How Design Won the Day: Design Students Using Creative Strategies to Solve Marketing Problems

WHAT HAPPENED?

In September of 2019, business school faculty from across the state of PA were approached to lead teams of students in a marketing competition. The challenge, direct from Governor Wolf’s office, was to create a campaign that celebrates Pennsylvania and our position as one of the 13 original colonies as the US celebrates its 250th birthday in 2026. The governor’s commission, America250PA, teamed up with the US postal service and Wilkes-Barre Connect and quickly filled the competition with over 200 marketing students from colleges and universities across PA. But one team, from Wilkes-Barre, PA, was composed of 6 multi-media design students, and this is the story of how they ultimately rose above the pack and how they used design to win the day.

WHY SHOULD WE CARE?

To understand why a state-level competition win from a small private university is relevant, one must first subscribe to the idea that design education and creative problem solving

1.) can be taught and used as a method to the benefit of most, if not all professional disciplines and

2.) is not currently valued as core value in project initiation and planning.

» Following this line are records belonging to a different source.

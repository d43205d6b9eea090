use anyhow::{Context, Result};
use camino::{Utf8Path, Utf8PathBuf};

/// `NAME[=VALUE]` as accepted by `-D` and `+define+`; a bare name defines
/// the value `1`.
pub fn parse_define(spec: &str) -> (String, String) {
    match spec.split_once('=') {
        Some((name, value)) => (name.to_owned(), value.to_owned()),
        None => (spec.to_owned(), "1".to_owned()),
    }
}

/// Expand a `-f` list file: one bare path per line, blank lines and
/// `#`/`//` comment lines skipped.
pub fn expand_file_list(path: &Utf8Path) -> Result<Vec<Utf8PathBuf>> {
    let text = std::fs::read_to_string(path)
        .with_context(|| format!("cannot read file list {path}"))?;
    let mut files = Vec::new();
    for line in text.lines() {
        let line = line.trim();
        if line.is_empty() || line.starts_with('#') || line.starts_with("//") {
            continue;
        }
        files.push(Utf8PathBuf::from(line));
    }
    Ok(files)
}

/// `+define+`/`+incdir+` plusargs mixed into the positional file list.
#[derive(Debug, Default)]
pub struct PlusArgs {
    pub files: Vec<Utf8PathBuf>,
    pub defines: Vec<(String, String)>,
    pub include_dirs: Vec<Utf8PathBuf>,
}

pub fn split_plusargs(args: impl IntoIterator<Item = String>) -> PlusArgs {
    let mut out = PlusArgs::default();
    for arg in args {
        if let Some(rest) = arg.strip_prefix("+define+") {
            out.defines.extend(rest.split('+').filter(|s| !s.is_empty()).map(parse_define));
        } else if let Some(rest) = arg.strip_prefix("+incdir+") {
            out.include_dirs
                .extend(rest.split('+').filter(|s| !s.is_empty()).map(Utf8PathBuf::from));
        } else if arg.starts_with('+') {
            log::debug!("ignoring unsupported plusarg {arg}");
        } else {
            out.files.push(Utf8PathBuf::from(arg));
        }
    }
    out
}

#[cfg(test)]
mod tests {
    use super::*;

    #[test]
    fn define_specs() {
        assert_eq!(parse_define("DEBUG"), ("DEBUG".to_owned(), "1".to_owned()));
        assert_eq!(parse_define("W=8"), ("W".to_owned(), "8".to_owned()));
        assert_eq!(parse_define("S=a=b"), ("S".to_owned(), "a=b".to_owned()));
    }

    #[test]
    fn plusargs() {
        let args = ["a.v", "+define+FOO+BAR=2", "+incdir+inc", "+notimingchecks", "b.v"];
        let plus = split_plusargs(args.iter().map(|s| s.to_string()));
        assert_eq!(plus.files, ["a.v", "b.v"].map(Utf8PathBuf::from));
        assert_eq!(plus.defines.len(), 2);
        assert_eq!(plus.defines[1], ("BAR".to_owned(), "2".to_owned()));
        assert_eq!(plus.include_dirs, [Utf8PathBuf::from("inc")]);
    }
}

Bottom line, designers are not getting a seat at the proverbial table. They are, of course, essential and are often intimately involved in multimedia campaign creation. But all too often, not involved until well AFTER marketers have had their way with the messaging. This confines designers, and makes them unable to employ methods that may lead to more soundly-researched creative. How does the work improve when the actual makers have the space and the voice to affect project specifications? The answer, in this case, is that they come up with a concept that connects with the audience in a way that the work of the 200 marketing students did not.

HOW DID THEY DO IT?

One significant part of design research is emotional intuition. That’s not to say, if you are born without it, that it cannot be cultivated. This is a myth about the idea of instincts. One very important aspect of design education is teaching students how to see, really see, the value in the elements of the world around them. To be able to identify the emotional real estate that communications hold in people’s minds and why.

When examining the state in which we live, Pennsylvania, students ultimately posed the question to themselves “why is PA special?” Which, of course, led to Google searches. And one random history fact later (did you know Pennsylvania was our first nations capital?), led our group to learn that Pennsylvania was first in nearly EVERYTHING! Computers, hospitals, coal for fuel, the firsts just kept coming!

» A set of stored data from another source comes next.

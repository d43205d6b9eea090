use std::fs;
use std::io::Write;
use std::process::exit;

use anyhow::{bail, Context, Result};
use camino::Utf8Path;
use clap::{Arg, ArgAction, ArgMatches, Command, ValueHint};
use mimalloc::MiMalloc;
use preprocessor::Preprocessor;
use vlog_driver::options::{expand_file_list, parse_define, split_plusargs};
use vlog_driver::{report, DATA_ERROR};

#[global_allocator]
static GLOBAL: MiMalloc = MiMalloc;

const DEFINE: &str = "define";
const INCDIR: &str = "incdir";
const FILE_LIST: &str = "file-list";
const OUTPUT: &str = "output";
const INPUT: &str = "input";

fn main_command() -> Command {
    Command::new("vppreproc")
        .version(env!("CARGO_PKG_VERSION"))
        .about("Preprocess Verilog files, expanding `define macros and resolving `include and conditional directives")
        .args([
            Arg::new(DEFINE)
                .short('D')
                .long(DEFINE)
                .action(ArgAction::Append)
                .value_name("NAME[=VALUE]")
                .help("Define a macro before any file is read"),
            Arg::new(INCDIR)
                .short('I')
                .long(INCDIR)
                .action(ArgAction::Append)
                .value_name("DIR")
                .value_hint(ValueHint::DirPath)
                .help("Add a directory to the `include search path"),
            Arg::new(FILE_LIST)
                .short('f')
                .long(FILE_LIST)
                .action(ArgAction::Append)
                .value_name("FILE")
                .value_hint(ValueHint::FilePath)
                .help("Read additional input paths from a list file"),
            Arg::new(OUTPUT)
                .short('o')
                .long(OUTPUT)
                .value_name("FILE")
                .value_hint(ValueHint::FilePath)
                .help("Write output to FILE instead of stdout"),
            Arg::new(INPUT)
                .action(ArgAction::Append)
                .value_name("FILE")
                .value_hint(ValueHint::FilePath)
                .help("Input files; +define+NAME[=VALUE] and +incdir+DIR are also accepted"),
        ])
        .arg_required_else_help(true)
}

fn main() {
    report::init_logger();
    let matches = main_command().get_matches();
    match run(matches) {
        Ok(code) => exit(code),
        Err(err) => {
            report::print_error(&err);
            exit(1);
        }
    }
}

fn run(matches: ArgMatches) -> Result<i32> {
    // One preprocessor for the whole batch: macros defined in an earlier
    // file stay visible in later ones, matching simulator behavior.
    let mut preprocessor = Preprocessor::new();
    for spec in matches.get_many::<String>(DEFINE).into_iter().flatten() {
        let (name, value) = parse_define(spec);
        preprocessor.define(name, value);
    }
    for dir in matches.get_many::<String>(INCDIR).into_iter().flatten() {
        preprocessor.add_include_dir(dir.as_str());
    }

    let positional: Vec<String> =
        matches.get_many::<String>(INPUT).into_iter().flatten().cloned().collect();
    let mut plus = split_plusargs(positional);
    for (name, value) in plus.defines.drain(..) {
        preprocessor.define(name, value);
    }
    for dir in plus.include_dirs.drain(..) {
        preprocessor.add_include_dir(dir);
    }

    let mut files = plus.files;
    for list in matches.get_many::<String>(FILE_LIST).into_iter().flatten() {
        files.extend(expand_file_list(Utf8Path::new(list))?);
    }
    if files.is_empty() {
        bail!("no input files");
    }

    let mut out = String::new();
    let mut failed = false;
    for file in &files {
        let src = match fs::read_to_string(file) {
            Ok(src) => src,
            Err(err) => {
                report::print_error(&anyhow::anyhow!("cannot read {file}: {err}"));
                failed = true;
                continue;
            }
        };
        match preprocessor.process(&src, file) {
            Ok(text) => out.push_str(&text),
            Err(err) => {
                report::print_error(&anyhow::Error::new(err));
                failed = true;
            }
        }
        for diagnostic in preprocessor.take_diagnostics() {
            report::print_warning(&diagnostic.to_string());
        }
    }

    match matches.get_one::<String>(OUTPUT) {
        Some(path) => {
            fs::write(path, out).with_context(|| format!("cannot write {path}"))?;
        }
        None => std::io::stdout().write_all(out.as_bytes())?,
    }

    Ok(if failed { DATA_ERROR } else { 0 })
}
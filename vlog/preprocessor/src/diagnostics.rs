use std::fmt;

use camino::Utf8PathBuf;

pub type Diagnostics = Vec<PreprocessorDiagnostic>;

/// Recoverable conditions raised while preprocessing. Each one drops or
/// skips the offending line and processing continues.
#[derive(Debug, Clone, PartialEq, Eq)]
pub enum PreprocessorDiagnostic {
    MalformedDirective { directive: &'static str, file: Utf8PathBuf, line: u32 },
    UnresolvedInclude { target: String, file: Utf8PathBuf, line: u32 },
    CyclicInclude { target: Utf8PathBuf, file: Utf8PathBuf, line: u32 },
    MisplacedElsif { file: Utf8PathBuf, line: u32 },
    ElsifAfterElse { file: Utf8PathBuf, line: u32 },
    MisplacedElse { file: Utf8PathBuf, line: u32 },
    DuplicateElse { file: Utf8PathBuf, line: u32 },
    MisplacedEndif { file: Utf8PathBuf, line: u32 },
}

impl fmt::Display for PreprocessorDiagnostic {
    fn fmt(&self, f: &mut fmt::Formatter<'_>) -> fmt::Result {
        match self {
            PreprocessorDiagnostic::MalformedDirective { directive, file, line } => {
                write!(f, "{file}:{line}: malformed `{directive} directive")
            }
            PreprocessorDiagnostic::UnresolvedInclude { target, file, line } => {
                write!(f, "{file}:{line}: include file not found: {target}")
            }
            PreprocessorDiagnostic::CyclicInclude { target, file, line } => {
                write!(f, "{file}:{line}: cyclic include of {target}")
            }
            PreprocessorDiagnostic::MisplacedElsif { file, line } => {
                write!(f, "{file}:{line}: `elsif without matching `ifdef/`ifndef")
            }
            PreprocessorDiagnostic::ElsifAfterElse { file, line } => {
                write!(f, "{file}:{line}: `elsif after `else")
            }
            PreprocessorDiagnostic::MisplacedElse { file, line } => {
                write!(f, "{file}:{line}: `else without matching `ifdef/`ifndef")
            }
            PreprocessorDiagnostic::DuplicateElse { file, line } => {
                write!(f, "{file}:{line}: duplicate `else in conditional block")
            }
            PreprocessorDiagnostic::MisplacedEndif { file, line } => {
                write!(f, "{file}:{line}: `endif without matching `ifdef/`ifndef")
            }
        }
    }
}

/// Fatal preprocessing failure for one top-level file.
#[derive(Debug)]
pub enum PreprocessError {
    /// The conditional stack was not empty at end-of-file.
    UnbalancedConditional { file: Utf8PathBuf, open: usize },
}

impl fmt::Display for PreprocessError {
    fn fmt(&self, f: &mut fmt::Formatter<'_>) -> fmt::Result {
        match self {
            PreprocessError::UnbalancedConditional { file, open } => {
                write!(f, "{file}: {open} unterminated `ifdef/`ifndef block(s) at end of file")
            }
        }
    }
}

impl std::error::Error for PreprocessError {}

So, would Pennsylvania continue to lead the charge, being the first state to celebrate 250 years of independence? Would its citizens dust off their scrapbooks and photo albums? Would they sit in front of hometown backdrops and tell their tales of Pennsylvania firsts to their nephew’s iPhone? Would the people from big neighborhoods in even bigger cities and rural folks from tiny towns separate by vast farmland realize that being dreamers and innovators is the very thing that unites us as Pennsylvanians?

And the Pennsylvania First and Foremost Campaign was born.

User-generated content housed in a tightly curated format engages folks young and old, from incredibly diverse backgrounds and allows them to connect emotionally over a common point of pride. It also allows for a relatively small staff and small budget to execute the campaign effectively. It also uses new media to engage both visitors and residents alike.